American businesswomen (born 1963)

Rosanne Siino is the retired former Vice President of Communications for Netscape (Communications Corporation). Siino is responsible for crafting the 1990s message that "the web is for everyone", as well as making the pivotal decision to turn Marc Andreessen in to a "rock star," and creating the publicity strategy which landed Andreessen, barefoot, on the cover of Time Magazine. She spent 16 years in corporate communications, 13 of which were in high-tech public relations. Siino retired from Netscape after the 1998 acquisition by AOL and returned to graduate school. Since retiring, she has consulted for numerous high-tech and Internet companies, such as AOL, Google, Shutterfly, Qualcomm, and PlanetOut. Siino is also known for her philanthropy and interest in developing nations. As of 2009, Siino teaches and conducts research for the Management Science and Engineering Department at Stanford University. Her research focus is in the socio-emotional effects of digital technologies on how people work and interact." Her past research topics specifically include work-role enactment over geographic distance, and interaction rituals on distributed management teams.

==Early life==
Rosanne Siino was born on March 29, 1962. The daughter of an Italian immigrant and first generation Italian-American, she was raised in the East Bay (San Francisco Bay Area), California, United States. After graduating from a Catholic high school, she earned a degree in Communications, with minors in Sociology and English, from University of the Pacific and began her career in journalism and television.

==Career==
In the early 1990s, Siino began advising Jim Clark at SGI. She was a key founding team member for Netscape, creating the Netscape brand and lifting the company into high public visibility. She is responsible for creating and initiating the education campaign that promoted Internet access for the public and made the now-ubiquitous web browser a household word.
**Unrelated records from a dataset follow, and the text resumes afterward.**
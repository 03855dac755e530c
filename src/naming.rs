//! Collision-free, filesystem-safe names for feature images.
//!
//! A name is `<seq>_<cleaned label>` where `<seq>` is the 1-based sequence number, zero-padded
//! to a run-wide width. The prefix alone makes names unique within a run; the label part only
//! has to be path-safe.

use std::fmt;

/// Substituted when a label cleans down to nothing.
pub const UNNAMED: &str = "unnamed";

/// Minimum digits in the sequence prefix.
pub const MIN_PREFIX_WIDTH: usize = 3;

const MAX_LABEL_BYTES: usize = 120;

const ILLEGAL: &[char] = &['/', '\\', ':', '*', '?', '"', '<', '>', '|', ',', '\''];

/// A sanitized, run-unique file stem (no extension).
#[derive(Clone, Debug, PartialEq, Eq, Hash, PartialOrd, Ord)]
pub struct SanitizedName(String);

impl SanitizedName {
    pub fn as_str(&self) -> &str {
        &self.0
    }

    /// File name with the given extension, e.g. `001_Kent.png`.
    pub fn file_name(&self, ext: &str) -> String {
        format!("{}.{ext}", self.0)
    }
}

impl fmt::Display for SanitizedName {
    fn fmt(&self, f: &mut fmt::Formatter<'_>) -> fmt::Result {
        f.write_str(&self.0)
    }
}

impl AsRef<str> for SanitizedName {
    fn as_ref(&self) -> &str {
        &self.0
    }
}

/// Sanitizer with a fixed prefix width for one run.
#[derive(Clone, Copy, Debug, PartialEq, Eq)]
pub struct NameSanitizer {
    width: usize,
}

impl NameSanitizer {
    /// Width wide enough for `record_count` sequence numbers, never below three digits.
    pub fn for_count(record_count: usize) -> Self {
        Self {
            width: digits(record_count).max(MIN_PREFIX_WIDTH),
        }
    }

    pub fn width(self) -> usize {
        self.width
    }

    pub fn sanitize(self, label: &str, sequence_index: usize) -> SanitizedName {
        let seq = sequence_index.saturating_add(1);
        SanitizedName(format!(
            "{seq:0width$}_{}",
            clean_label(label),
            width = self.width
        ))
    }

    /// Name under the all-zero prefix, which no record ever gets.
    pub fn reserved(self, name: &str) -> SanitizedName {
        SanitizedName(format!("{}_{}", "0".repeat(self.width), clean_label(name)))
    }
}

/// Sanitize one label at its position, with the narrowest prefix that fits the index.
///
/// Runs should prefer [`NameSanitizer::for_count`] so every name in a run shares one width.
pub fn sanitize(label: &str, sequence_index: usize) -> SanitizedName {
    NameSanitizer::for_count(sequence_index.saturating_add(1)).sanitize(label, sequence_index)
}

/// Path-safe form of a label, without the sequence prefix.
pub fn clean_label(label: &str) -> String {
    let mut out = String::with_capacity(label.len());
    for c in label.trim().chars() {
        let piece_len = if c == '&' { 3 } else { c.len_utf8() };
        if out.len() + piece_len > MAX_LABEL_BYTES {
            break;
        }
        match c {
            '&' => out.push_str("and"),
            c if ILLEGAL.contains(&c) || c.is_whitespace() || c.is_control() => out.push('_'),
            c => out.push(c),
        }
    }
    if out.is_empty() {
        out.push_str(UNNAMED);
    }
    out
}

fn digits(mut n: usize) -> usize {
    let mut d = 1;
    while n >= 10 {
        n /= 10;
        d += 1;
    }
    d
}
use std::path::PathBuf;

/// Run-level result alias.
pub type MapResult<T> = Result<T, MapError>;

/// Result alias for a single render call against the rendering primitive.
pub type RenderResult<T> = Result<T, RenderError>;

/// Errors raised while rendering one figure.
///
/// These never escape a per-feature or aggregate render; they are folded into an outcome.
#[derive(thiserror::Error, Debug)]
pub enum RenderError {
    #[error("unsupported geometry type '{0}'")]
    UnsupportedGeometry(String),

    #[error("malformed geometry: {0}")]
    MalformedGeometry(String),

    #[error("geometry is empty")]
    EmptyGeometry,

    #[error("nothing to draw ({0} geometries skipped)")]
    NothingToDraw(usize),

    #[error("degenerate extent: {0}")]
    DegenerateExtent(String),

    #[error("surface error: {0}")]
    Surface(String),

    #[error("png encode error: {0}")]
    Encode(String),

    #[error("write '{}': {source}", path.display())]
    Io {
        path: PathBuf,
        #[source]
        source: std::io::Error,
    },
}

impl RenderError {
    pub fn malformed(msg: impl Into<String>) -> Self {
        Self::MalformedGeometry(msg.into())
    }

    pub fn surface(msg: impl Into<String>) -> Self {
        Self::Surface(msg.into())
    }

    pub fn encode(msg: impl Into<String>) -> Self {
        Self::Encode(msg.into())
    }

    pub fn io(path: impl Into<PathBuf>, source: std::io::Error) -> Self {
        Self::Io {
            path: path.into(),
            source,
        }
    }
}

/// Errors that end (or, for the manifest, conclude) a whole run.
#[derive(thiserror::Error, Debug)]
pub enum MapError {
    #[error("source error: {0}")]
    Source(String),

    #[error("validation error: {0}")]
    Validation(String),

    #[error("create output dir '{}': {source}", path.display())]
    OutputDir {
        path: PathBuf,
        #[source]
        source: std::io::Error,
    },

    #[error("write manifest '{}': {source}", path.display())]
    Manifest {
        path: PathBuf,
        #[source]
        source: std::io::Error,
    },

    #[error(transparent)]
    Other(#[from] anyhow::Error),
}

impl MapError {
    pub fn source_failure(msg: impl Into<String>) -> Self {
        Self::Source(msg.into())
    }

    pub fn validation(msg: impl Into<String>) -> Self {
        Self::Validation(msg.into())
    }

    /// Whether this error stops a run before any image is written.
    pub fn is_fatal_before_render(&self) -> bool {
        matches!(
            self,
            Self::Source(_) | Self::Validation(_) | Self::OutputDir { .. }
        )
    }
}
use std::fmt;

use crate::foundation::error::{MapError, MapResult};

pub use kurbo::{BezPath, Point, Rect};

/// Straight-alpha RGBA8 color.
///
/// Serialized as `#rrggbb` / `#rrggbbaa`; deserializes from either form or from a named color.
#[derive(Clone, Copy, Debug, PartialEq, Eq, Hash, serde::Serialize, serde::Deserialize)]
#[serde(try_from = "String", into = "String")]
pub struct Rgba8 {
    pub r: u8,
    pub g: u8,
    pub b: u8,
    pub a: u8,
}

const NAMED_COLORS: &[(&str, [u8; 3])] = &[
    ("black", [0, 0, 0]),
    ("white", [255, 255, 255]),
    ("skyblue", [135, 206, 235]),
    ("lightblue", [173, 216, 230]),
    ("lightsteelblue", [176, 196, 222]),
    ("navy", [0, 0, 128]),
    ("lightcoral", [240, 128, 128]),
    ("darkred", [139, 0, 0]),
    ("lightgreen", [144, 238, 144]),
    ("darkgreen", [0, 100, 0]),
    ("gold", [255, 215, 0]),
    ("orange", [255, 165, 0]),
    ("darkorange", [255, 140, 0]),
    ("plum", [221, 160, 221]),
    ("purple", [128, 0, 128]),
    ("gray", [128, 128, 128]),
    ("grey", [128, 128, 128]),
];

impl Rgba8 {
    pub const BLACK: Self = Self::opaque(0, 0, 0);
    pub const WHITE: Self = Self::opaque(255, 255, 255);

    pub const fn opaque(r: u8, g: u8, b: u8) -> Self {
        Self { r, g, b, a: 255 }
    }

    /// Parse `#rgb`, `#rrggbb`, `#rrggbbaa`, or a named color (case-insensitive).
    pub fn parse(s: &str) -> MapResult<Self> {
        let s = s.trim();
        if let Some(hex) = s.strip_prefix('#') {
            return Self::parse_hex(hex)
                .ok_or_else(|| MapError::validation(format!("invalid hex color '{s}'")));
        }
        let lower = s.to_ascii_lowercase();
        NAMED_COLORS
            .iter()
            .find(|(name, _)| *name == lower)
            .map(|(_, [r, g, b])| Self::opaque(*r, *g, *b))
            .ok_or_else(|| MapError::validation(format!("unknown color '{s}'")))
    }

    fn parse_hex(hex: &str) -> Option<Self> {
        if !hex.is_ascii() {
            return None;
        }
        let byte = |i: usize| u8::from_str_radix(hex.get(i..i + 2)?, 16).ok();
        match hex.len() {
            3 => {
                let nib = |i: usize| {
                    u8::from_str_radix(hex.get(i..i + 1)?, 16)
                        .ok()
                        .map(|v| v * 17)
                };
                Some(Self::opaque(nib(0)?, nib(1)?, nib(2)?))
            }
            6 => Some(Self::opaque(byte(0)?, byte(2)?, byte(4)?)),
            8 => Some(Self {
                r: byte(0)?,
                g: byte(2)?,
                b: byte(4)?,
                a: byte(6)?,
            }),
            _ => None,
        }
    }

    /// Scale alpha by `opacity` (clamped to `[0, 1]`).
    pub fn with_opacity(self, opacity: f32) -> Self {
        let o = opacity.clamp(0.0, 1.0);
        Self {
            a: (f32::from(self.a) * o).round() as u8,
            ..self
        }
    }
}

impl fmt::Display for Rgba8 {
    fn fmt(&self, f: &mut fmt::Formatter<'_>) -> fmt::Result {
        if self.a == 255 {
            write!(f, "#{:02x}{:02x}{:02x}", self.r, self.g, self.b)
        } else {
            write!(
                f,
                "#{:02x}{:02x}{:02x}{:02x}",
                self.r, self.g, self.b, self.a
            )
        }
    }
}

impl TryFrom<String> for Rgba8 {
    type Error = MapError;

    fn try_from(value: String) -> Result<Self, Self::Error> {
        Self::parse(&value)
    }
}

impl From<Rgba8> for String {
    fn from(value: Rgba8) -> Self {
        value.to_string()
    }
}

/// Physical figure size in inches, as `[width, height]`.
#[derive(Clone, Copy, Debug, PartialEq, serde::Serialize, serde::Deserialize)]
pub struct FigureSize(pub f64, pub f64);

impl FigureSize {
    /// Output canvas for this figure at `dpi`.
    pub fn canvas(self, dpi: u32) -> MapResult<Canvas> {
        let FigureSize(w_in, h_in) = self;
        if !(w_in.is_finite() && h_in.is_finite() && w_in > 0.0 && h_in > 0.0) {
            return Err(MapError::validation(format!(
                "figure size must be positive, got {w_in} x {h_in}"
            )));
        }
        if dpi == 0 {
            return Err(MapError::validation("dpi must be > 0"));
        }
        let px = |inches: f64| (inches * f64::from(dpi)).round();
        let (w, h) = (px(w_in), px(h_in));
        let max = f64::from(Canvas::MAX_SIDE);
        if w < 1.0 || h < 1.0 || w > max || h > max {
            return Err(MapError::validation(format!(
                "figure {w_in} x {h_in} in at {dpi} dpi is {w} x {h} px; each side must be 1..={max}"
            )));
        }
        Ok(Canvas {
            width: w as u32,
            height: h as u32,
        })
    }

    pub fn scaled(self, factor: f64) -> Self {
        Self(self.0 * factor, self.1 * factor)
    }
}

/// Output canvas dimensions in pixels.
#[derive(Clone, Copy, Debug, PartialEq, Eq)]
pub struct Canvas {
    pub width: u32,
    pub height: u32,
}

impl Canvas {
    /// Largest side the CPU rasterizer accepts.
    pub const MAX_SIDE: u32 = u16::MAX as u32;
}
Siino created the communications team that led Netscape in the 1990s browser wars.

==Post-Netscape==
Following Netscape, Siino pursued a PhD in Management Science and Engineering in the Organizations, Technology, and Entrepreneurship research area at Stanford University. She obtained her PhD in 2008. Her doctoral research studied managers at work via video conferencing. Her past research topics specifically include work-role enactment over geographic distance, and interaction rituals on distributed management teams.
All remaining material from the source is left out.